La escucha propia del amor. Relato





"De amor, de noche y de luz. Ficción contemplativa." (2016)

Cuarto relato en el cual Fray Juan enseña al novicio la escucha atenta y sutil propia del amor para reconocer la visita de Dios; se trata del nuevo sentido interior.

 

 

            El sol comenzaba a decaer sobre el horizonte y en su retirada llamaba a la luna. También llamaba el avecilla a su pareja y arreglaba el nido. La tierra llamaba sedienta al rocío. Llamaba la caliente roca al  frío. Todo un universo de llamadas merodeaban los oídos extáticos de Fray Juan.

            Y a su lado pasó el novicio envuelto en sus quehaceres.

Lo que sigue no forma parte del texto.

//! CLI command implementations

use anyhow::{Context, Result};

use crate::cli::args::ConfigCommand;
use crate::config::Settings;
use crate::gateway::{DegradeReason, Gateway};
use crate::video::{parse_video_url, MockVideoProvider, VideoInfo, VideoProvider};

/// Show metadata for a video
pub async fn show_info(url: &str, json: bool) -> Result<()> {
    let info = fetch_info(url).await?;

    if json {
        println!("{}", serde_json::to_string_pretty(&info)?);
        return Ok(());
    }

    println!("{}", info.title);
    println!();
    println!("Channel:    {}", info.channel);
    println!("Duration:   {}", info.duration_display());
    println!("Views:      {}", format_count(info.views));
    println!("Likes:      {}", format_count(info.likes));
    println!("Published:  {}", info.published.format("%Y-%m-%d"));
    println!("Formats:    {}", info.formats.join(", "));

    Ok(())
}

/// Generate an AI summary of a video's content
pub async fn summarize_video(settings: &Settings, url: &str, api_key: Option<String>) -> Result<()> {
    let info = fetch_info(url).await?;
    let credential = effective_credential(settings, api_key);
    let gateway = Gateway::from_settings(settings)?;

    let generation = gateway.summarize(&info.transcript, &credential).await;
    hint_if_degraded(&generation);

    println!("Summary of {}:", info.title);
    println!();
    println!("{}", generation.into_text());

    Ok(())
}

/// Ask a question about a video's content
pub async fn ask_about_video(
    settings: &Settings,
    url: &str,
    question: &str,
    api_key: Option<String>,
) -> Result<()> {
    let question = question.trim();
    if question.is_empty() {
        anyhow::bail!("Question cannot be empty");
    }

    let info = fetch_info(url).await?;
    let credential = effective_credential(settings, api_key);
    let gateway = Gateway::from_settings(settings)?;

    let generation = gateway.answer(&info.transcript, question, &credential).await;
    hint_if_degraded(&generation);

    println!("{}", generation.into_text());

    Ok(())
}

/// Manage the configuration file
pub fn config_command(settings: &Settings, cmd: ConfigCommand) -> Result<()> {
    match cmd {
        ConfigCommand::Show => {
            let toml = toml::to_string_pretty(settings)?;
            println!("{}", toml);
        }
        ConfigCommand::Path => {
            let path = Settings::config_path()?;
            println!("{}", path.display());
        }
        ConfigCommand::Init { force } => {
            let path = Settings::config_path()?;
            if path.exists() && !force {
                anyhow::bail!(
                    "Config file already exists at {}. Use --force to overwrite.",
                    path.display()
                );
            }
            Settings::write_default(&path)?;
            println!("Configuration initialized at: {}", path.display());
        }
    }

    Ok(())
}

async fn fetch_info(url: &str) -> Result<VideoInfo> {
    let id = parse_video_url(url)?;
    let provider = MockVideoProvider::new();
    provider
        .fetch(&id)
        .await
        .with_context(|| format!("Failed to fetch info for video {}", id))
}

/// The key given on the command line beats the configured one.
fn effective_credential(settings: &Settings, api_key: Option<String>) -> String {
    api_key.unwrap_or_else(|| settings.llm.api_key.clone())
}

fn hint_if_degraded(generation: &crate::gateway::Generation) {
    match generation.degrade_reason() {
        Some(DegradeReason::MissingCredential) => {
            tracing::warn!(
                "No API key configured; showing built-in demo content. Set llm.api_key or TUBETALK_OPENAI_API_KEY."
            );
        }
        Some(DegradeReason::BackendFailure) => {
            tracing::warn!("The model request failed; showing built-in demo content.");
        }
        None => {}
    }
}

fn format_count(count: u64) -> String {
    let digits = count.to_string();
    let mut out = String::with_capacity(digits.len() + digits.len() / 3);
    for (i, c) in digits.chars().enumerate() {
        if i > 0 && (digits.len() - i) % 3 == 0 {
            out.push(',');
        }
        out.push(c);
    }
    out
}

#[cfg(test)]
mod tests {
    use super::*;

    #[test]
    fn format_count_groups_thousands() {
        assert_eq!(format_count(0), "0");
        assert_eq!(format_count(999), "999");
        assert_eq!(format_count(87_432), "87,432");
        assert_eq!(format_count(1_245_872), "1,245,872");
    }

    #[test]
    fn cli_flag_overrides_configured_key() {
        let mut settings = Settings::default();
        settings.llm.api_key = "sk-from-config".to_string();

        let from_flag = effective_credential(&settings, Some("sk-from-flag".to_string()));
        assert_eq!(from_flag, "sk-from-flag");

        let from_config = effective_credential(&settings, None);
        assert_eq!(from_config, "sk-from-config");
    }
}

Lo tomó, casi como siempre, desprevenido.

            -Espera, ven acá. Escucha.

            Y después de un rato sin lograr percibir nada comenzó a descubrir la misma maravilla.

            -Parece que a ciertas horas logramos oír mejor esta sinfonía de invocaciones y convocatorias que sin embargo resuenan todo el día. Y las que estallan de noche nos provocan miedo. Será que en la oscuridad ya no vemos. Será que nuestro miedo más profundo es a la ceguera. Será que en la visión permanecemos seguros y dominadores porque tenemos al otro bien delimitado delante nuestro, lo tenemos controlado, lo poseemos. Será que el oído en la noche nos deja desnudos y expuestos sólo pudiendo confiar en el otro que viene y que llama. Será que el oído educado sabe reconocer al otro y abolido el temor de la ceguera lo deja simplemente ser-el-otro. Entonces... ¡bienaventurada es la noche que nos deja sin ojos! Mas... ¿cómo llega el oído al reconocimiento?  

            -Veo que hoy se te despertó la veta filosófica -comentó sarcásticamente el novicio.

            -No tanto. Hoy anduve entre recuerdos alrededor de un Cantar. Tal vez sería conveniente que te lo lleves en el corazón para masticarlo.

            Y sorpresivamente el maestro tomó la Biblia que tenía junto a la silla, recostada sobre el piso, y le leyó: “Yo duermo, pero mi corazón vela: oigo a mi amado que golpea” (Ct 5,2).

            Como otras veces le sonrió cálidamente y se quedó en silencio. ¡Otra lección en puerta!

            Hasta la hora del descanso nocturno anduvo meditando este pasaje y sus alrededores. Lo cautivó la amada que de tan deseosa y enamorada se quedó dormida con su corazón despierto y vigilante. Y entre cavilaciones incendiadas se dirigió también él a la tierra de los sueños.

            Fray Juan se levantó a la madrugada y se acercó a su puerta. Permaneció parado un largo instante frente a ella. Finalmente lo llamó por su nombre con voz suave. No respondió. Repitió la convocatoria por dos veces más y se marchó. Dejó una esquela entre la rendija del marco y de la puerta: ¡Ay de ti que duermes y no velas!.

            El novicio la encontró al día siguiente. Dejó pasar la oración comunitaria y el desayuno y a la primera oportunidad de estar a solas con Fray Juan le preguntó sobre el recado.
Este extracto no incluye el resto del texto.